三フッ化塩素は、化学式 ClF3 で表される非常に反応性の高いハロゲン間化合物です。これは個々のイオンからなる塩ではなく、共有結合した分子であり、極めて強い酸化力とフッ素化能力で知られています。基本的な背景については ハロゲン間化合物の化学 を参照してください。

構造と結合

この分子は、中心の塩素原子に三つのフッ素原子が結合し、さらに孤立電子対を持つことで立体配置が決まっています。VSEPR の考え方では、ClF3 は三方両錐形の電子配置から導かれる T 字形の分子構造をとります。この化合物における塩素の形式酸化数は +3 であり、フッ素の方が電気陰性度が高いため、電子密度はフッ素側へ引き寄せられます。構成元素の参考として、塩素 と フッ素 もご覧ください。

物理的・化学的性質

ClF3 は揮発性が高く、化学的攻撃に強いとされる多くの材料にも激しく反応する、きわめて危険な物質です。水と激しく反応して腐食性の高いフッ化水素などを生じ、接触した有機物や無機物に着火させることもあります。強いフッ素化能力と酸化性をあわせ持つ点は、単体フッ素や他のハロゲン間化合物とも異なります。
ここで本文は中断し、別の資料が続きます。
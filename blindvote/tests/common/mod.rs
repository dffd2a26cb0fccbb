//! Helpers shared by the integration tests.

use blindvote::{BigUint, PublicParts, SigningParts};

/// Install a tracing subscriber that writes through the test harness.
///
/// Safe to call from every test; only the first call does anything.
pub fn init_tracing() {
    use tracing_subscriber::EnvFilter;

    let filter = EnvFilter::try_from_default_env().unwrap_or_else(|_| EnvFilter::new("blindvote=info"));

    let _ = tracing_subscriber::fmt()
        .with_test_writer()
        .with_env_filter(filter)
        .try_init();
}

/// RSA with p = 61, q = 53: N = 3233, e = 17, d = 2753
#[allow(dead_code)]
pub fn toy_key() -> (PublicParts, SigningParts) {
    let n = BigUint::from(3233u32);
    (
        PublicParts::new(n.clone(), BigUint::from(17u32)),
        SigningParts::new(n, BigUint::from(2753u32)),
    )
}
データや危険性の概要については 酸化と安全性 を参照してください。

用途と応用

  • 工業的フッ素化: 他の試薬では適さない場面で、フッ素原子を導入する特殊工程に用いられます。
  • 核燃料処理: 歴史的には、厳密に管理された施設で、特定のウラン化合物をより揮発性の高いフッ化物へ変換するために用いられました。
  • 洗浄・表面処理: 厳格な条件下で、有機残渣や一部の金属酸化物の除去に使われたことがありますが、より安全な代替法が優先されます。

その危険性のため、日常的な使用は、十分な工学的管理と緊急対応計画を備えた環境に限られます。取り扱いと緊急時の指針は、物質安全データや産業規格などの権威ある資料に基づくべきです。詳しくは 安全指針 を参照してください。

注目点: ClF3 は、一見小さな分子であっても、非常に大きな危険性と能力を持ちうることを示す例です。一般的な工業試薬の多くよりはるかに反応性が高く、特殊な容器、手順、訓練を受けた人員を必要とします。その研究と限定的な利用は、フッ素化学と産業安全のより広い実践にも影響を与えてきました。